DATA FOR REVIEW:
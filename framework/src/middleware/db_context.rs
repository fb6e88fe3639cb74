use super::{Middleware, Next};
use crate::database::DbContext;
use crate::http::{Request, Response};
use async_trait::async_trait;

/// Opens one database scope per request
///
/// The scope is attached to the request (`req.db()`) and installed as the
/// task's current scope (`DbScope::current()`) for everything downstream.
/// It is released when the request and every handle to it are dropped,
/// which also covers error responses and abandoned requests.
pub struct DatabaseContextMiddleware {
    context: DbContext,
}

impl DatabaseContextMiddleware {
    pub fn new(context: DbContext) -> Self {
        Self { context }
    }
}

#[async_trait]
impl Middleware for DatabaseContextMiddleware {
    async fn handle(&self, mut request: Request, next: Next) -> Response {
        let scope = self.context.open_scope();
        request.attach_db_scope(scope.clone());
        scope.enter(next(request)).await
    }
}
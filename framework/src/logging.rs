//! Tracing subscriber setup

use crate::config::AppConfig;
use tracing_subscriber::{layer::SubscriberExt, util::SubscriberInitExt, EnvFilter};

/// Filter used when RUST_LOG is unset
pub const DEFAULT_FILTER: &str = "info,sqlx=warn,sea_orm=warn";

fn filter() -> EnvFilter {
    EnvFilter::try_from_default_env().unwrap_or_else(|_| EnvFilter::new(DEFAULT_FILTER))
}

/// Install the global subscriber
///
/// Compact human-readable lines by default, JSON in production. Calling it
/// again after a subscriber is installed is a no-op.
pub fn init(app: &AppConfig) {
    let registry = tracing_subscriber::registry().with(filter());

    let installed = if app.is_production() {
        registry
            .with(
                tracing_subscriber::fmt::layer()
                    .with_target(false)
                    .json()
                    .with_current_span(true),
            )
            .try_init()
    } else {
        registry
            .with(
                tracing_subscriber::fmt::layer()
                    .with_target(false)
                    .compact(),
            )
            .try_init()
    };

    if installed.is_ok() {
        tracing::debug!(environment = %app.environment, "logging initialised");
    }
}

YOUR ASSIGNMENT: Please copy each line of the material that contains the word "handle".

EXERCISE RESPONSE:
/// It is released when the request and every handle to it are dropped,
    async fn handle(&self, mut request: Request, next: Next) -> Response {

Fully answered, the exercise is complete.